05.05.2017 - 20:00 Uhr
Oberpfalz

Ehrungen für 25 und 40 Jahre aktiven Feuerwehrdienst: Andere Interessen stehen zurück

Die Feuerwehren gelten als die ältesten und effektivsten Selbsthilfeeinrichtungen der Bürgerschaft. Für ihren guten Ruf sorgen auch zehn Brandschützer aus der Gemeinde Kastl, die sich seit Jahrzehnten im Dienst am Nächsten engagieren.

Die Geehrten: Andreas Mayer, Alwin Hösl, Reinhold Meyer, Arnold Neuendorf, Hermann Dötsch, Manfred Groß, Johann Kausler, Michaela Veigl, Herbert Pospischl und Rudolf Schinner (stehend, von links), Kreisbrandinspektor Otto Braunreuther, Bürgermeister Josef Etterer, Kreisbrandrat Andreas Wührl, stellvertretender Landrat Dr. Alfred Scheidler und Kreisbrandmeister Alois Schinder (sitzend von links). Bild: mde
von Michael DenzProfil

(mde) "Wer viel gibt, der bekommt auch viel zurück, hat ein erfülltes und glückliches Leben.", meinte Josef Etterer. Der Bürgermeister und der Gemeinderat schätzen "ihre Feuerwehrleute" sehr. Insgesamt auf 360 Jahre aktive Dienstzeit brachten es eine Feuerwehrfrau und neun -männer. Dafür erhielten sie die Ehrenabzeichen für 25 sowie 40 Jahre.
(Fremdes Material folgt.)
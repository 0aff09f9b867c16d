//! Git adapter for the orchestrator.
//!
//! Worktrees, task branches and merges all go through this small, explicit
//! wrapper around `git` subprocess calls.

use std::path::{Path, PathBuf};
use std::process::{Command, Output};

use anyhow::{Context, Result, anyhow};
use tracing::{debug, instrument, warn};

/// Parsed `git status --porcelain` entry.
#[derive(Debug, Clone, PartialEq, Eq)]
pub struct StatusEntry {
    /// 2-letter XY code, or "??" for untracked.
    pub code: String,
    /// Path for the changed file.
    pub path: String,
}

/// Result of `git merge --no-ff`.
#[derive(Debug, Clone, PartialEq, Eq)]
pub enum MergeOutcome {
    Clean,
    /// The merge stopped with these unmerged paths.
    Conflicted(Vec<String>),
}

/// Wrapper for executing git commands in a working directory.
#[derive(Debug, Clone)]
pub struct Git {
    workdir: PathBuf,
}

impl Git {
    pub fn new(workdir: impl Into<PathBuf>) -> Self {
        Self {
            workdir: workdir.into(),
        }
    }

    pub fn workdir(&self) -> &Path {
        &self.workdir
    }

    /// Return the current branch name (errors on detached HEAD).
    #[instrument(skip_all)]
    pub fn current_branch(&self) -> Result<String> {
        let out = self.run_capture(&["rev-parse", "--abbrev-ref", "HEAD"])?;
        let name = out.trim().to_string();
        if name == "HEAD" {
            warn!("detached HEAD detected");
            return Err(anyhow!("detached HEAD (refuse to run)"));
        }
        debug!(branch = %name, "current branch");
        Ok(name)
    }

    /// Absolute path of the repository's git directory.
    pub fn git_dir(&self) -> Result<PathBuf> {
        let out = self.run_capture(&["rev-parse", "--absolute-git-dir"])?;
        Ok(PathBuf::from(out.trim()))
    }

    /// Get status entries (including untracked) in porcelain format.
    pub fn status_porcelain(&self) -> Result<Vec<StatusEntry>> {
        let out = self.run_capture(&["status", "--porcelain=v1", "-uall"])?;
        let mut entries = Vec::new();
        for line in out.lines() {
            if line.trim().is_empty() {
                continue;
            }
            entries.push(parse_status_line(line)?);
        }
        Ok(entries)
    }

    /// Ensure the worktree is clean, allowing entries with any of the given prefixes.
    #[instrument(skip_all)]
    pub fn ensure_clean_except_prefixes(&self, allowed_prefixes: &[&str]) -> Result<()> {
        let entries = self.status_porcelain()?;
        let mut disallowed = Vec::new();
        for entry in entries {
            if allowed_prefixes
                .iter()
                .any(|prefix| entry.path.starts_with(prefix))
            {
                continue;
            }
            disallowed.push(entry);
        }
        if disallowed.is_empty() {
            debug!("worktree is clean");
            return Ok(());
        }
        warn!(disallowed_count = disallowed.len(), "worktree not clean");
        let mut msg = String::new();
        msg.push_str("working tree not clean (disallowed changes):\n");
        for entry in disallowed {
            msg.push_str(&format!("{} {}\n", entry.code, entry.path));
        }
        Err(anyhow!(msg.trim_end().to_string()))
    }

    /// Check whether a local branch exists.
    pub fn branch_exists(&self, branch: &str) -> Result<bool> {
        let status = self
            .run(&[
                "show-ref",
                "--verify",
                "--quiet",
                &format!("refs/heads/{branch}"),
            ])?
            .status;
        Ok(status.success())
    }

    /// Checkout an existing branch.
    #[instrument(skip_all, fields(branch))]
    pub fn checkout_branch(&self, branch: &str) -> Result<()> {
        debug!(branch, "checking out branch");
        self.run_checked(&["checkout", branch])?;
        Ok(())
    }

    /// Force-delete a local branch.
    #[instrument(skip_all, fields(branch))]
    pub fn delete_branch(&self, branch: &str) -> Result<()> {
        debug!(branch, "deleting branch");
        self.run_checked(&["branch", "-D", branch])?;
        Ok(())
    }

    /// Stage all changes (respects .gitignore).
    pub fn add_all(&self) -> Result<()> {
        self.run_checked(&["add", "-A"])?;
        Ok(())
    }

    /// Stage a single path.
    pub fn add_path(&self, path: &str) -> Result<()> {
        self.run_checked(&["add", "--", path])?;
        Ok(())
    }

    /// True if there is anything staged for commit.
    pub fn has_staged_changes(&self) -> Result<bool> {
        let out = self.run(&["diff", "--cached", "--name-only"])?;
        Ok(!String::from_utf8_lossy(&out.stdout).trim().is_empty())
    }

    /// Commit staged changes with a message.
    ///
    /// If there are no staged changes, this returns Ok(false) and does nothing.
    #[instrument(skip_all)]
    pub fn commit_staged(&self, message: &str) -> Result<bool> {
        if !self.has_staged_changes()? {
            debug!("no staged changes, skipping commit");
            return Ok(false);
        }
        debug!("committing staged changes");
        self.run_checked(&["commit", "-m", message])?;
        Ok(true)
    }

    /// Conclude an in-progress merge, even if the resolution left no diff.
    #[instrument(skip_all)]
    pub fn commit_merge(&self, message: &str) -> Result<()> {
        self.run_checked(&["commit", "--no-edit", "--allow-empty", "-m", message])?;
        Ok(())
    }

    /// `git worktree add -b <branch> <path> <base>`.
    #[instrument(skip_all, fields(branch, base, path = %path.display()))]
    pub fn worktree_add_from(&self, path: &Path, branch: &str, base: &str) -> Result<()> {
        let path_arg = path.to_string_lossy();
        debug!("adding worktree");
        self.run_checked(&["worktree", "add", "-q", "-b", branch, &path_arg, base])?;
        Ok(())
    }

    /// `git worktree remove --force <path>`.
    #[instrument(skip_all, fields(path = %path.display()))]
    pub fn worktree_remove(&self, path: &Path) -> Result<()> {
        let path_arg = path.to_string_lossy();
        debug!("removing worktree");
        self.run_checked(&["worktree", "remove", "--force", &path_arg])?;
        Ok(())
    }

    pub fn worktree_prune(&self) -> Result<()> {
        self.run_checked(&["worktree", "prune"])?;
        Ok(())
    }

    /// `git merge --no-ff <branch>`; conflicts are reported, not raised.
    #[instrument(skip_all, fields(branch))]
    pub fn merge_no_ff(&self, branch: &str, message: &str) -> Result<MergeOutcome> {
        let output = self.run(&["merge", "--no-ff", "-m", message, branch])?;
        if output.status.success() {
            debug!("merge completed cleanly");
            return Ok(MergeOutcome::Clean);
        }
        let conflicted = self.unmerged_paths()?;
        if conflicted.is_empty() {
            let stderr = String::from_utf8_lossy(&output.stderr);
            return Err(anyhow!("git merge {branch} failed: {}", stderr.trim()));
        }
        warn!(conflicted = conflicted.len(), "merge stopped with conflicts");
        Ok(MergeOutcome::Conflicted(conflicted))
    }

    /// Paths left unmerged by the current merge.
    pub fn unmerged_paths(&self) -> Result<Vec<String>> {
        let out = self.run_capture(&["diff", "--name-only", "--diff-filter=U"])?;
        Ok(out
            .lines()
            .map(str::trim)
            .filter(|line| !line.is_empty())
            .map(str::to_string)
            .collect())
    }

    pub fn merge_abort(&self) -> Result<()> {
        self.run_checked(&["merge", "--abort"])?;
        Ok(())
    }

    /// Content of `path` at an index stage (2 = ours, 3 = theirs), or `None`
    /// if that side deleted it.
    pub fn show_stage(&self, stage: u8, path: &str) -> Result<Option<String>> {
        let spec = format!(":{stage}:{path}");
        let output = self.run(&["show", &spec])?;
        if !output.status.success() {
            return Ok(None);
        }
        Ok(Some(String::from_utf8_lossy(&output.stdout).into_owned()))
    }

    /// Remove a path from the working tree and index.
    pub fn remove_path(&self, path: &str) -> Result<()> {
        self.run_checked(&["rm", "-q", "--", path])?;
        Ok(())
    }

    fn run_capture(&self, args: &[&str]) -> Result<String> {
        let output = self.run_checked(args)?;
        Ok(String::from_utf8_lossy(&output.stdout).to_string())
    }

    fn run_checked(&self, args: &[&str]) -> Result<Output> {
        let output = self.run(args)?;
        if !output.status.success() {
            let stderr = String::from_utf8_lossy(&output.stderr);
            return Err(anyhow!("git {} failed: {}", args.join(" "), stderr.trim()));
        }
        Ok(output)
    }

    fn run(&self, args: &[&str]) -> Result<Output> {
        Command::new("git")
            .args(args)
            .current_dir(&self.workdir)
            .output()
            .with_context(|| format!("spawn git {}", args.join(" ")))
    }
}

fn parse_status_line(line: &str) -> Result<StatusEntry> {
    if let Some(path) = line.strip_prefix("?? ") {
        return Ok(StatusEntry {
            code: "??".to_string(),
            path: path.trim().to_string(),
        });
    }
    if line.len() < 4 {
        return Err(anyhow!("unexpected porcelain line: '{line}'"));
    }
    let code = line[..2].to_string();
    let mut path = line[3..].trim().to_string();
    if let Some((_, new)) = path.split_once("->") {
        path = new.trim().to_string();
    }
    Ok(StatusEntry { code, path })
}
Von stellvertretendem Landrat Alfred Scheidler, Kreisbrandrat Andreas Wührl, Kreisbrandinspektor Otto Braunreuther, Kreisbrandmeister Alois Schindler und Etterer erhielten Andreas Mayer (Reuth bei Kastl), Michaela Veigl (Unterbruck) sowie Herbert Pospischil und Rudolf Schinner (beide Kastl) die Ehrenabzeichen in Silber sowie eine Urkunde des Staatsministeriums. "Ein besonderes Highlight ist für mich die Ehrung einer Feuerwehrfrau, welche bereits 25 Jahre den Dienst in einer, so glaubte man damals, Männerdomäne, ausübt", hob Scheidler hervor.

Für 40 Jahre erhielten Alwin Hösl, Reinhold Meyer, Arnold Neuendorf (Reuth bei Kastl), Hermann Dötsch, Manfred Groß und Johann Kausler (alle Unterbruck) die goldenen Feuerwehrehrenabzeichen, eine Urkunde. Dazu gab es sowie einen "Freischein" für einen einwöchigen Urlaub im Feuerwehrerholungsheim in Bayerisch Gmain (Berchtesgadener Land). Kreisbrandrat Wührl regte an, dass alle Geehrten zudem die goldene bayerische Ehrenamtskarte erhalten sollen. "Tagtäglich merkt man, dass auch mit Blick auf die Tagesalarmsicherheit nicht nur die großen Feuerwehren wichtig sind, sondern auch die kleineren, welche somit unabdingbar und besonders wichtig sind."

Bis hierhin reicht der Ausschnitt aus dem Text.